The next day, the neonatologist came in, and again, he was vague. We asked him what he thought was wrong and he mentioned dwarfism—she may be a little person. Immediately, I thought to myself, ‘So she’s going to be small? No big deal! We can handle this.’ But we could tell there was something else he wasn’t telling us. We pushed a little further, and that’s when he mentioned Jeune syndrome. We then did the worst thing you can do when getting a possible diagnosis—Googled it. He informed us they wanted to run some more tests, and he wanted to get us set up with a geneticist friend of his as soon as he could. When he left the room, we lost it. I have seen my husband cry maybe twice in our whole marriage, and this was one of those times. Thinking of losing our brand new, perfect baby girl, thoughts of how to tell our kids, what life looked like, everything—it was OVERWHELMING.
At this point, my anxiety was out of control. I wasn’t sleeping or eating because I was so stressed. It was the scariest thing I’ve ever been through. I immediately started researching all the dwarfisms. The possible Jeune syndrome diagnosis wasn’t making sense to me. From everything I was reading, these babies were born with breathing issues.
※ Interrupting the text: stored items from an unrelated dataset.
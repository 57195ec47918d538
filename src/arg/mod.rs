pub mod arg_parser;
pub mod args;
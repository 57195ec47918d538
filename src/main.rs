use std::io::{self, IsTerminal};
use std::process::ExitCode;

use anyhow::{Context, Result, anyhow};
use notch::core::cli::CliPaths;
use notch::core::context::AppContext;
use notch::core::persist;
use notch::logging::LogTarget;
use notch::prompter::flows::main_flow::MainFlow;
use notch::prompter::line_editor::{LineEditor, ReaderEditor, TerminalEditor};
use notch::prompter::prompter::Prompter;

fn main() -> ExitCode {
    match run() {
        Ok(()) => ExitCode::SUCCESS,
        Err(err) => {
            eprintln!("{err:#}");
            ExitCode::FAILURE
        }
    }
}

fn run() -> Result<()> {
    let paths = CliPaths::from_env().map_err(|msg| anyhow!(msg))?;
    let mut ctx = AppContext::new_with_paths(paths.clone()).with_context(|| {
        format!(
            "Could not start session (config: {}, state: {})",
            paths.config_path.display(),
            paths.state_path.display()
        )
    })?;

    if io::stdin().is_terminal() {
        let editor = TerminalEditor::new(ctx.registry.clone())
            .context("Could not initialise the line editor")?;
        session(&mut ctx, editor, true)
    } else {
        session(&mut ctx, ReaderEditor::new(io::stdin().lock()), false)
    }
}

fn session<E: LineEditor>(ctx: &mut AppContext, mut editor: E, interactive: bool) -> Result<()> {
    if ctx.config.persist_history() {
        match persist::load_history(&ctx.paths.history_path) {
            Ok(entries) => editor.seed_history(entries),
            Err(err) => ctx
                .logger
                .warn(format!("History not loaded. {err}"), LogTarget::ConsoleAndFile),
        }
    }

    let logger = ctx.logger.clone();
    let flow = MainFlow::new(ctx, io::stdout()).interactive(interactive);
    Prompter::new().run(flow, &mut editor).map_err(|err| {
        logger.error(format!("Session ended with an error. {err}"), LogTarget::FileOnly);
        anyhow!(err).context("Session ended with an error")
    })
}
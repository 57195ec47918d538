use crate::core::types::{Bool, Limit, WordList};
use crate::errors::Error;
use serde::{Deserialize, Serialize};

pub trait ConfigItem<T> {
    fn get_value(&self) -> &T;
    fn set_value(&mut self, new_value: &str) -> Result<(), Error>;
    fn description(&self) -> &str;
}

#[derive(Debug, Clone, Serialize, Deserialize)]
pub struct AutosaveConfigItem {
    pub value: Bool,
    pub description: String,
}

impl Default for AutosaveConfigItem {
    fn default() -> Self {
        Self {
            value: Bool(true),
            description: "Save the session state on exit when it has changed.".into(),
        }
    }
}

impl ConfigItem<Bool> for AutosaveConfigItem {
    fn get_value(&self) -> &Bool {
        &self.value
    }
    fn set_value(&mut self, new_value: &str) -> Result<(), Error> {
        Ok(self.value = Bool::try_from_str(new_value)?)
    }
    fn description(&self) -> &str {
        &self.description
    }
}

#[derive(Debug, Clone, Serialize, Deserialize)]
pub struct PersistHistoryConfigItem {
    pub value: Bool,
    pub description: String,
}

impl Default for PersistHistoryConfigItem {
    fn default() -> Self {
        Self {
            value: Bool(false),
            description: "Keep input history across sessions.".into(),
        }
    }
}

impl ConfigItem<Bool> for PersistHistoryConfigItem {
    fn get_value(&self) -> &Bool {
        &self.value
    }
    fn set_value(&mut self, new_value: &str) -> Result<(), Error> {
        Ok(self.value = Bool::try_from_str(new_value)?)
    }
    fn description(&self) -> &str {
        &self.description
    }
}

#[derive(Debug, Clone, Serialize, Deserialize)]
pub struct HistoryLimitConfigItem {
    pub value: Limit,
    pub description: String,
}

impl Default for HistoryLimitConfigItem {
    fn default() -> Self {
        Self {
            value: Limit(500),
            description: "Maximum number of history lines kept on disk.".into(),
        }
    }
}

impl ConfigItem<Limit> for HistoryLimitConfigItem {
    fn get_value(&self) -> &Limit {
        &self.value
    }
    fn set_value(&mut self, new_value: &str) -> Result<(), Error> {
        Ok(self.value = Limit::try_from_str(new_value)?)
    }
    fn description(&self) -> &str {
        &self.description
    }
}

#[derive(Debug, Clone, Serialize, Deserialize)]
pub struct BlockedWordsConfigItem {
    pub value: WordList,
    pub description: String,
}

impl Default for BlockedWordsConfigItem {
    fn default() -> Self {
        Self {
            value: WordList::default(),
            description: "Comma-separated words rejected in tags, description and notes."
                .into(),
        }
    }
}

impl ConfigItem<WordList> for BlockedWordsConfigItem {
    fn get_value(&self) -> &WordList {
        &self.value
    }
    fn set_value(&mut self, new_value: &str) -> Result<(), Error> {
        self.value = WordList::parse_csv(new_value);
        Ok(())
    }
    fn description(&self) -> &str {
        &self.description
    }
}

#[derive(Debug, Clone, Serialize, Deserialize)]
pub struct FileLoggingConfigItem {
    pub value: Bool,
    pub description: String,
}

impl Default for FileLoggingConfigItem {
    fn default() -> Self {
        Self {
            value: Bool(true),
            description: "Enable writing log messages to file.".into(),
        }
    }
}

impl ConfigItem<Bool> for FileLoggingConfigItem {
    fn get_value(&self) -> &Bool {
        &self.value
    }
    fn set_value(&mut self, new_value: &str) -> Result<(), Error> {
        Ok(self.value = Bool::try_from_str(new_value)?)
    }
    fn description(&self) -> &str {
        &self.description
    }
}
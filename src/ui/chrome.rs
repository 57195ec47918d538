use crate::ui::ansi::{FG_LIGHT_GRAY, PROMPT_STYLE, STYLE_BOLD, STYLE_ITALIC, STYLE_RESET, paint};
use crate::ui::width_util::WidthUtil;

const INNER_WIDTH: usize = 44;

/// Screen-level text: the startup banner and the prompt.
#[derive(Debug, Default, Clone)]
pub struct UiChrome {
    util: WidthUtil,
    color: bool,
}

impl UiChrome {
    pub fn new(color: bool) -> Self {
        Self {
            util: WidthUtil::default(),
            color,
        }
    }

    pub fn banner(&self) -> String {
        let version = env!("CARGO_PKG_VERSION");
        let (title, subtitle) = if self.color {
            (
                format!(
                    "{STYLE_BOLD}N O T C H{STYLE_RESET} {FG_LIGHT_GRAY}(v{version}){STYLE_RESET}"
                ),
                format!("{STYLE_ITALIC}Type 'help' to list commands{STYLE_RESET}"),
            )
        } else {
            (
                format!("N O T C H (v{version})"),
                "Type 'help' to list commands".to_string(),
            )
        };

        let mut lines = Vec::with_capacity(6);
        lines.push(format!("╭{}╮", "─".repeat(INNER_WIDTH)));
        lines.push(format!("│{}│", " ".repeat(INNER_WIDTH)));
        lines.push(format!("│{}│", self.center_in_box(&title, INNER_WIDTH)));
        lines.push(format!("│{}│", self.center_in_box(&subtitle, INNER_WIDTH)));
        lines.push(format!("│{}│", " ".repeat(INNER_WIDTH)));
        lines.push(format!("╰{}╯", "─".repeat(INNER_WIDTH)));
        lines.join("\n")
    }

    pub fn prompt(&self, prompt: &str) -> String {
        paint(prompt, PROMPT_STYLE, self.color)
    }

    fn center_in_box(&self, content: &str, width: usize) -> String {
        let content_width = self.util.visible_width(content);
        if content_width >= width {
            return content.to_string();
        }
        let left = (width - content_width) / 2;
        let right = width - content_width - left;
        format!("{}{}{}", " ".repeat(left), content, " ".repeat(right))
    }
}
use std::fmt;
use std::path::{Path, PathBuf};

use crate::errors::{Error, Result};

#[derive(Debug, Clone, PartialEq, Eq)]
pub enum Arg {
    Int(i64),
    Word(String),
    Text(String),
    Path(PathBuf),
}

impl fmt::Display for Arg {
    fn fmt(&self, f: &mut fmt::Formatter<'_>) -> fmt::Result {
        match self {
            Arg::Int(x) => write!(f, "{x}"),
            Arg::Word(x) => write!(f, "{x}"),
            Arg::Text(x) => write!(f, "\"{x}\""),
            Arg::Path(x) => write!(f, "{}", x.display()),
        }
    }
}

#[derive(Debug, Clone, Copy, PartialEq, Eq)]
pub enum ParamKind {
    Int,
    Word,
    /// Free text; with a multi-token arity the tokens are joined by spaces.
    Text,
    Path,
}

impl fmt::Display for ParamKind {
    fn fmt(&self, f: &mut fmt::Formatter<'_>) -> fmt::Result {
        match self {
            ParamKind::Int => write!(f, "int"),
            ParamKind::Word => write!(f, "word"),
            ParamKind::Text => write!(f, "text"),
            ParamKind::Path => write!(f, "path"),
        }
    }
}

#[derive(Debug, Clone, Copy, PartialEq, Eq)]
pub enum Arity {
    Required,
    Optional,
    /// One or more remaining tokens.
    Many,
    /// Zero or more remaining tokens.
    Rest,
}

/// One entry of a command's ordered argument schema.
#[derive(Debug, Clone, Copy, PartialEq, Eq)]
pub struct Param {
    pub name: &'static str,
    pub kind: ParamKind,
    pub arity: Arity,
}

impl Param {
    pub const fn required(name: &'static str, kind: ParamKind) -> Self {
        Self {
            name,
            kind,
            arity: Arity::Required,
        }
    }
    pub const fn optional(name: &'static str, kind: ParamKind) -> Self {
        Self {
            name,
            kind,
            arity: Arity::Optional,
        }
    }
    pub const fn many(name: &'static str, kind: ParamKind) -> Self {
        Self {
            name,
            kind,
            arity: Arity::Many,
        }
    }
    pub const fn rest(name: &'static str, kind: ParamKind) -> Self {
        Self {
            name,
            kind,
            arity: Arity::Rest,
        }
    }
}

impl fmt::Display for Param {
    fn fmt(&self, f: &mut fmt::Formatter<'_>) -> fmt::Result {
        match self.arity {
            Arity::Required => write!(f, "<{}:{}>", self.name, self.kind),
            Arity::Optional => write!(f, "[{}:{}]", self.name, self.kind),
            Arity::Many => write!(f, "<{}:{}...>", self.name, self.kind),
            Arity::Rest => write!(f, "[{}:{}...]", self.name, self.kind),
        }
    }
}

#[derive(Debug, Clone)]
pub struct TokenStream {
    toks: Vec<String>,
    i: usize,
}
impl TokenStream {
    pub fn new(raw: &[String]) -> Self {
        Self {
            toks: raw.to_vec(),
            i: 0,
        }
    }
    pub fn eof(&self) -> bool {
        self.i >= self.toks.len()
    }
    pub fn peek(&self) -> Result<&str> {
        self.toks
            .get(self.i)
            .map(|s| s.as_str())
            .ok_or_else(|| Error::Parse("EOF".into()))
    }
    pub fn next(&mut self) -> Result<String> {
        let s = self.peek()?.to_string();
        self.i += 1;
        Ok(s)
    }
    pub fn drain(&mut self) -> Vec<String> {
        let rest = self.toks[self.i.min(self.toks.len())..].to_vec();
        self.i = self.toks.len();
        rest
    }
}

pub trait SingleTokenArg {
    fn new(tok: &str) -> Result<Arg>;
}

pub struct IntArg;
impl SingleTokenArg for IntArg {
    fn new(value: &str) -> Result<Arg> {
        value
            .parse::<i64>()
            .map(Arg::Int)
            .map_err(|_| Error::Parse(format!("Expected an integer, got '{value}'.")))
    }
}

pub struct WordArg;
impl SingleTokenArg for WordArg {
    fn new(value: &str) -> Result<Arg> {
        if value.is_empty() {
            return Err(Error::Parse("Expected a non-empty word.".into()));
        }
        Ok(Arg::Word(value.to_string()))
    }
}

pub struct PathArg;
impl SingleTokenArg for PathArg {
    fn new(value: &str) -> Result<Arg> {
        if value.trim().is_empty() {
            return Err(Error::Parse("Expected a file path.".into()));
        }
        Ok(Arg::Path(PathBuf::from(value)))
    }
}

pub struct TextArg;
impl SingleTokenArg for TextArg {
    fn new(value: &str) -> Result<Arg> {
        Ok(Arg::Text(value.to_string()))
    }
}

pub fn parse_token(kind: ParamKind, tok: &str) -> Result<Arg> {
    match kind {
        ParamKind::Int => IntArg::new(tok),
        ParamKind::Word => WordArg::new(tok),
        ParamKind::Text => TextArg::new(tok),
        ParamKind::Path => PathArg::new(tok),
    }
}

/// Arguments bound to a schema, looked up by parameter name.
#[derive(Debug, Clone, Default, PartialEq, Eq)]
pub struct BoundArgs {
    slots: Vec<(&'static str, Vec<Arg>)>,
}

impl BoundArgs {
    pub fn push(&mut self, name: &'static str, values: Vec<Arg>) {
        self.slots.push((name, values));
    }

    pub fn get(&self, name: &str) -> &[Arg] {
        self.slots
            .iter()
            .find(|(n, _)| *n == name)
            .map(|(_, v)| v.as_slice())
            .unwrap_or(&[])
    }

    pub fn is_empty(&self) -> bool {
        self.slots.iter().all(|(_, v)| v.is_empty())
    }

    pub fn int(&self, name: &str) -> Option<i64> {
        self.get(name).iter().find_map(|a| match a {
            Arg::Int(n) => Some(*n),
            _ => None,
        })
    }

    pub fn word(&self, name: &str) -> Option<&str> {
        self.words(name).into_iter().next()
    }

    pub fn words(&self, name: &str) -> Vec<&str> {
        self.get(name)
            .iter()
            .filter_map(|a| match a {
                Arg::Word(w) => Some(w.as_str()),
                _ => None,
            })
            .collect()
    }

    pub fn text(&self, name: &str) -> Option<&str> {
        self.get(name).iter().find_map(|a| match a {
            Arg::Text(t) => Some(t.as_str()),
            _ => None,
        })
    }

    pub fn path(&self, name: &str) -> Option<&Path> {
        self.get(name).iter().find_map(|a| match a {
            Arg::Path(p) => Some(p.as_path()),
            _ => None,
        })
    }
}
But Sutton was perfect! She didn’t even have to go to the NICU! That’s when I stumbled across achondroplasia. I lay there, looking for successful, thriving people living their lives, and it brought me a small sense of peace. We were very open with our family and our kids from the beginning. We just explained to them Sutton was a little different than us and we weren’t sure what it meant yet, but once we did, we would let them know. Our geneticist appointment was scheduled for her 1-month birthday. A couple of days before, I had a bad feeling about this appointment, so I called to make sure they had us on the books. Well, they didn’t!
I spoke with the geneticist at this time and he asked how she was doing and said he would see us at the appointment IF she made it until then. I was APPALLED. You’re telling me you think my daughter is critical enough you don’t think she’ll make it to one month old, but you’re waiting a month to see her?! That doesn’t even make sense. Fast forward to the appointment—she was alive and thriving. We walked in, sat down, and I asked if it was possible she had achondroplasia immediately. He informed me we would get there. He then walked through our medical history, kids’ medical histories, and asked if we were related multiple times. He was talking through the diagnosis and he had a book on the table comparing the two. A BOOK. As this appointment went on, I just got more and more frustrated.
Next up was the physical exam. As soon as he looked at Sutton’s hands, he said she had achondroplasia dwarfism. Why? She has the tell-tale sign of it—starfish or trident hands. He measured her, noted her leg rolls, and took pictures for his records. We then went down to get additional imaging to verify the radiologist agreed on the diagnosis. We asked the geneticist if we could get a referral to a skeletal dysplasia program that deals with dwarfism exclusively. He said no because he could treat her himself. I was livid. You just diagnosed our daughter with dwarfism using a BOOK, and now you won’t refer us to specialists? I couldn’t believe it. This is when it really sunk in for me. The moment they mentioned dwarfism in the hospital, the mom in me knew. It was a God thing for me. That’s the only way I know to explain it.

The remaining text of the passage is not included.